Overseeing the chaos, glamour, and inevitable viral moments was host Conan O'Brien, who opened the show with a sharp, but humourous, monologue and later lead a special tribute to the late filmmaker Rob Reiner.
This live blog has been updated throughout the ceremony with real-time winners, big speeches, viral stage moments, and everything you may have missed while blinking. The night has ended, but the show must go on.
The Oscars 2026 coverage comes to an end from my side. Hope you had fun with the jabs at AI, the Timothee-ballet jokes, and more. You can find the complete list of winners here, and the blog will be up anyway, if you want a play by play to discuss it with your friends.
This is Yukta signing off!
The 98th annual Academy Awards, also known as the Oscars, honoured One Battle After Another with six Oscars, including Best Picture, Best Director, Best Supporting Actor and the new award for Best Casting.

Ejae, Audrey Nuna, and Rei Ami lit up the stage at the 98th Oscars with a high‑energy performance of “Golden” from KPOP Demon Hunters.
They're goin' up, up, up, this is their moment. ✨
— The Academy (@TheAcademy) March 16, 2026
EJAE, AUDREY NUNA, and REI AMI performing “Golden” from KPOP DEMON HUNTERS at the 98th #Oscars. pic.twitter.com/0egM19KPU7
What a night for One Battle After Another!
One Battle After Another has been named the Best Picture at tonight's Academy Awards.

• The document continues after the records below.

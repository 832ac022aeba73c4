use serde::{Deserialize, Serialize};

/// Anything with a text body can be modeled.
pub trait Document {
    fn body(&self) -> &str;
}

impl Document for String {
    fn body(&self) -> &str {
        self
    }
}

impl Document for &str {
    fn body(&self) -> &str {
        self
    }
}

impl<D: Document + ?Sized> Document for Box<D> {
    fn body(&self) -> &str {
        (**self).body()
    }
}

/// A single comment or message loaded from a corpus file.
#[derive(Debug, Clone, PartialEq, Eq, Serialize, Deserialize)]
pub struct Comment {
    #[serde(default)]
    pub id: usize,
    pub body: String,
}

impl Comment {
    pub fn new(id: usize, body: impl Into<String>) -> Self {
        Comment {
            id,
            body: body.into(),
        }
    }
}

impl Document for Comment {
    fn body(&self) -> &str {
        &self.body
    }
}
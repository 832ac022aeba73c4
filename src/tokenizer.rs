//! Turning document bodies into token streams.

use regex::Regex;

/// Splits one document body into a lazy sequence of tokens.
pub trait Tokenizer: Send + Sync {
    fn tokenize<'a>(&'a self, text: &'a str) -> Box<dyn Iterator<Item = String> + 'a>;
}

/// Lower-cased alphabetic words of at least `min_len` letters. HTML tags and
/// character entities are skipped rather than split into words.
pub struct RegexTokenizer {
    pattern: Regex,
}

impl RegexTokenizer {
    pub fn new(min_len: usize) -> Self {
        let min_len = min_len.max(1);
        let pattern = Regex::new(&format!(r"<[^>]*>|&#?[a-zA-Z0-9]+;|\b[a-zA-Z]{{{},}}\b", min_len))
            .expect("token pattern is valid");
        RegexTokenizer { pattern }
    }
}

impl Default for RegexTokenizer {
    fn default() -> Self {
        RegexTokenizer::new(3)
    }
}

impl Tokenizer for RegexTokenizer {
    fn tokenize<'a>(&'a self, text: &'a str) -> Box<dyn Iterator<Item = String> + 'a> {
        Box::new(
            self.pattern
                .find_iter(text)
                .map(|m| m.as_str())
                .filter(|word| !word.starts_with('<') && !word.starts_with('&'))
                .map(|word| word.to_lowercase()),
        )
    }
}

#[cfg(test)]
mod tests {
    use super::*;

    fn tokens(text: &str) -> Vec<String> {
        RegexTokenizer::default().tokenize(text).collect()
    }

    #[test]
    fn test_lowercases_and_drops_short_words() {
        assert_eq!(tokens("The Cat sat on a MAT"), vec!["the", "cat", "sat", "mat"]);
    }

    #[test]
    fn test_skips_markup() {
        assert_eq!(
            tokens("<p class=\"comment\">Great&nbsp;article</p> <br/>indeed"),
            vec!["great", "article", "indeed"]
        );
    }

    #[test]
    fn test_ignores_digits_and_punctuation() {
        assert_eq!(tokens("rust2024 is... fast!! 42"), vec!["fast"]);
    }

    #[test]
    fn test_custom_minimum_length() {
        let tokenizer = RegexTokenizer::new(5);
        let out: Vec<String> = tokenizer.tokenize("short longer lengthy").collect();
        assert_eq!(out, vec!["short", "longer", "lengthy"]);
        let out: Vec<String> = tokenizer.tokenize("tiny word").collect();
        assert!(out.is_empty());
    }
}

This marks the sixth award of the night for the Paul Thomas Anderson-directorial. With its emotionally rich exploration of family, identity, and defiance in the face of authoritarian power — paired with standout performances from an exceptional ensemble and several of the year’s most unforgettable set‑pieces — the film quickly rose to the top of the pack, establishing itself as a leading contender for Best Picture.
It's Jessie Buckley's first Oscar win and second nomination! She wins the honour for her role as Agnes, the wife of William Shakespeare, in the haunting literary adaptation Hamnet.
She began her career as a reality‑show hopeful vying for a role in a West End musical — but tonight, Jessie Buckley walks away with something far grander: her first Academy Award.
From her very first moments on screen — dirt‑streaked, fearless, and unvarnished — Buckley signals that this is no traditional period piece. Her Agnes is earthy and intuitive, a woman shaped by love, survival, and grief. At the heart of her performance is a raw, devastating portrayal of motherhood shattered by the death of a child — a loss Buckley renders with such emotional honesty that the film’s quietest scenes become its most wrenching.
Tonight’s Oscar caps an extraordinary awards‑season sweep. Buckley has already claimed the Actor Awards, the BAFTAs, the Critics’ Choice Award, and the Golden Globe for Hamnet, making this a hard‑earned and widely celebrated victory.
Michael B Jordan wins the award for Best Actor for his spectacular role in Sinners.
It's a first-time nomination and win for Jordan!
At just 39 years old, he takes the Oscars stage to accept the award for Best Actor for his commanding lead performance in Sinners, the genre‑bending vampire thriller layered with sharp social commentary.
But his achievement tonight comes with a remarkable twist: he didn’t just portray one lead role — he portrayed two. In Sinners, Jordan embodies a pair of twins whose personalities could not be more different. Smoke, the first brother, is calm, grounded, and quietly responsible. Stack, by contrast, burns hot — impulsive, restless, and emotional.
To keep the two roles sharply distinct, Jordan used a range of physical and psychological techniques. One particularly striking tactic: he wore shoes that were purposely too small while playing Stack, using the physical discomfort to fuel the character’s jumpiness, impatience, and inability to stay still. Combined with shifts in voice, posture, and energy, the result is a pair of performances so distinct they feel like two separate actors on screen.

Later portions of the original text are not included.